## [Problem requirements]
Within the listing below, tally the lines where the word "pairs" appears, and answer with nothing but the tally.
[Supplied material]
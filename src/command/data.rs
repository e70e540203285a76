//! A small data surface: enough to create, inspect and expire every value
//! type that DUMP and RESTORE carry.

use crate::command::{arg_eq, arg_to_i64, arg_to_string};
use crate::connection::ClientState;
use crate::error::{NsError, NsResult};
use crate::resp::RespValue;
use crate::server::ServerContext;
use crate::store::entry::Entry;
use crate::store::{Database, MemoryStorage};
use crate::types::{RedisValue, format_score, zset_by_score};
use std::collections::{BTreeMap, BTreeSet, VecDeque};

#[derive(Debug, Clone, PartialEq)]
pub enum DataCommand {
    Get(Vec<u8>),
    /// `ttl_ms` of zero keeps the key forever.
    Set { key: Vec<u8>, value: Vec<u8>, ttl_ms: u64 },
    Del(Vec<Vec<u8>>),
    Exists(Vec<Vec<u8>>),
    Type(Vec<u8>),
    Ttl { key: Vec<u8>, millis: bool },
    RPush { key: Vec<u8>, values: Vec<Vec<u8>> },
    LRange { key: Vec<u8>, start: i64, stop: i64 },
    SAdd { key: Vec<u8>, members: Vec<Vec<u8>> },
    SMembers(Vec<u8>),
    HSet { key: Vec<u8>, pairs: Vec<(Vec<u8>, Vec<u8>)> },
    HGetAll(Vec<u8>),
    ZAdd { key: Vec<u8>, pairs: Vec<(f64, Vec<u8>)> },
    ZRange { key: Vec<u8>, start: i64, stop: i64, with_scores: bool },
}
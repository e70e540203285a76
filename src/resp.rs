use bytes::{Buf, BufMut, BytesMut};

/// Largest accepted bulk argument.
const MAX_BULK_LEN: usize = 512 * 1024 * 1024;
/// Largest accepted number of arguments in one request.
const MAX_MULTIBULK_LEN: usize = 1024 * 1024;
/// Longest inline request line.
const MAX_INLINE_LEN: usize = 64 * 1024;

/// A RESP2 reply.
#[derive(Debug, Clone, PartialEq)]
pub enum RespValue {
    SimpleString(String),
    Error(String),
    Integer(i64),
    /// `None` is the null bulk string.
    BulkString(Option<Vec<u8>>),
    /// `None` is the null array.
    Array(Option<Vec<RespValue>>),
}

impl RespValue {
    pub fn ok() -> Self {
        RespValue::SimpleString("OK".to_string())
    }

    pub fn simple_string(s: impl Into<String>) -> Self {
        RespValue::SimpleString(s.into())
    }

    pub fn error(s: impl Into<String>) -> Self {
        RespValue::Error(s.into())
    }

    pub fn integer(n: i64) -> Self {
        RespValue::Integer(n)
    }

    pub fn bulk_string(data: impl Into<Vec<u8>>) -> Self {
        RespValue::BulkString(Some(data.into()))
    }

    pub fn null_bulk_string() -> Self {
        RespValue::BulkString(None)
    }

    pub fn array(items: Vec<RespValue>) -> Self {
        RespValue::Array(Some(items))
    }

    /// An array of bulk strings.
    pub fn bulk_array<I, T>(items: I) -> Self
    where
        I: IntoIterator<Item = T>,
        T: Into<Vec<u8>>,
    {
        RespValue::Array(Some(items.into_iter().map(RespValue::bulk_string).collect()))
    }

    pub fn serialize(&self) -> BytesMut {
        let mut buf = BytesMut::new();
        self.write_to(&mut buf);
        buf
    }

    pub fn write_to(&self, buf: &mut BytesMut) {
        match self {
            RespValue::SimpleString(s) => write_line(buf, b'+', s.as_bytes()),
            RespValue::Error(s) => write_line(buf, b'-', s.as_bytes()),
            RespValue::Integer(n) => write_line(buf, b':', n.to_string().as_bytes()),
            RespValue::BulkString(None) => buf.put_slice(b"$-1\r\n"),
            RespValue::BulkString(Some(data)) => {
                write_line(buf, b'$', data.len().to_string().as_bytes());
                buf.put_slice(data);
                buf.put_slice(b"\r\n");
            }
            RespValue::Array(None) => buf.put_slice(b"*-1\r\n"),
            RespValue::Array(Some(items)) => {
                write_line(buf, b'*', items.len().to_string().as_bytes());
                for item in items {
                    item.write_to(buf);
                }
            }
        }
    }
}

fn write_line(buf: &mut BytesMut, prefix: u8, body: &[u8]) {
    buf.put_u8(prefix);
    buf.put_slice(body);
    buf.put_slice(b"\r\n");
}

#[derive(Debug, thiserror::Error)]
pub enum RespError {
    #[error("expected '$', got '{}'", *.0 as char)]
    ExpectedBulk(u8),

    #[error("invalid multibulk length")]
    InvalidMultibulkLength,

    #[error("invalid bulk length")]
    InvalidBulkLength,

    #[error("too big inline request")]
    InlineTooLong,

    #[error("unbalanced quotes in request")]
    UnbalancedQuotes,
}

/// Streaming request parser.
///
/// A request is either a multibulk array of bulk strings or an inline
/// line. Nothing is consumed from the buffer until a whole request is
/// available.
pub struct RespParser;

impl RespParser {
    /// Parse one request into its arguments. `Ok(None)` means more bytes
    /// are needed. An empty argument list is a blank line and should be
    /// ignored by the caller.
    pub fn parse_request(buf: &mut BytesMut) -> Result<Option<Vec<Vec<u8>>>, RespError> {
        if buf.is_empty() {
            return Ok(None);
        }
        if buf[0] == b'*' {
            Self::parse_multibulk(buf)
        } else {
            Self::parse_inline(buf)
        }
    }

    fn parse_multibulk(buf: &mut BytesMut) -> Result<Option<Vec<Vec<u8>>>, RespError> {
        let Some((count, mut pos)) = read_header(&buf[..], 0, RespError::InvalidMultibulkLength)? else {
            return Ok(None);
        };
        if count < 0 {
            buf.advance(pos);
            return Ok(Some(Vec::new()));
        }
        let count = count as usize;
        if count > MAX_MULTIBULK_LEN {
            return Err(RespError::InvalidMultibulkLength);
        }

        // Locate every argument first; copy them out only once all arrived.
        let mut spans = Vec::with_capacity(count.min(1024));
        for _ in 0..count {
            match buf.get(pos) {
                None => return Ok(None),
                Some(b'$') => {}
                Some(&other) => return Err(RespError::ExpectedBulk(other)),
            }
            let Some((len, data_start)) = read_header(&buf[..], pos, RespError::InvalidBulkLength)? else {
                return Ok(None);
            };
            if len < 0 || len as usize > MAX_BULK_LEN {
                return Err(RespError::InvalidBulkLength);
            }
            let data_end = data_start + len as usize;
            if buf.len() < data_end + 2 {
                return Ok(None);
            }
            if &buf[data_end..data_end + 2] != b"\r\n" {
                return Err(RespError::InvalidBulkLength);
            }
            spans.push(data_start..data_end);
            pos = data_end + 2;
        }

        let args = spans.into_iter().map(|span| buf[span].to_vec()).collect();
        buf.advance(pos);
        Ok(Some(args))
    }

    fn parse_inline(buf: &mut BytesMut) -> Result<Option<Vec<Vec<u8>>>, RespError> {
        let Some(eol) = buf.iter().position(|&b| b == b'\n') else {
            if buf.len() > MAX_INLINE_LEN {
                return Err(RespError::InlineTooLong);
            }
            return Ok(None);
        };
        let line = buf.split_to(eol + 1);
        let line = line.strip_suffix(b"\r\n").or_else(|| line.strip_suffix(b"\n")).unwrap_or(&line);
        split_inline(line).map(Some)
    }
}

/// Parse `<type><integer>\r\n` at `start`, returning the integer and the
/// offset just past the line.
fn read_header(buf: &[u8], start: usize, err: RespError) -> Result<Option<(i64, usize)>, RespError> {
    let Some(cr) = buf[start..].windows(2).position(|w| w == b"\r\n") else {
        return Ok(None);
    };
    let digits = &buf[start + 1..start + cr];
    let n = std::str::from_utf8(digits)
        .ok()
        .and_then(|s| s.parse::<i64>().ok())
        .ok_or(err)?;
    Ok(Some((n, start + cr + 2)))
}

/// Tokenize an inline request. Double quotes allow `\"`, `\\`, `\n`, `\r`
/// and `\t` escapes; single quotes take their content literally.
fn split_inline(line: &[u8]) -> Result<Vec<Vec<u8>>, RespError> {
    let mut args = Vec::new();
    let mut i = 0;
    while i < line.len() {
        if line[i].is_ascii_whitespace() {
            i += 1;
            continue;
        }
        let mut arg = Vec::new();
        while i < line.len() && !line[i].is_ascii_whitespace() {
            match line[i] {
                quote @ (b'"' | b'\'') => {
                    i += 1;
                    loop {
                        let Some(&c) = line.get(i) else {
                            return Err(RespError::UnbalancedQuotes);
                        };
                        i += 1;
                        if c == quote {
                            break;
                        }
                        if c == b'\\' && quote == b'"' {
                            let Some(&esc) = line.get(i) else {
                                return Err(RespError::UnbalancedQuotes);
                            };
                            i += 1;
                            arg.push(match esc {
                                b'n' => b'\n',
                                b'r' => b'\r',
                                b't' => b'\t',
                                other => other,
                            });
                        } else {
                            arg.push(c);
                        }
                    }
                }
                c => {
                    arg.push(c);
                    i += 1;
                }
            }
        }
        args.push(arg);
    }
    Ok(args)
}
[/Supplied material]
## [Task output]
2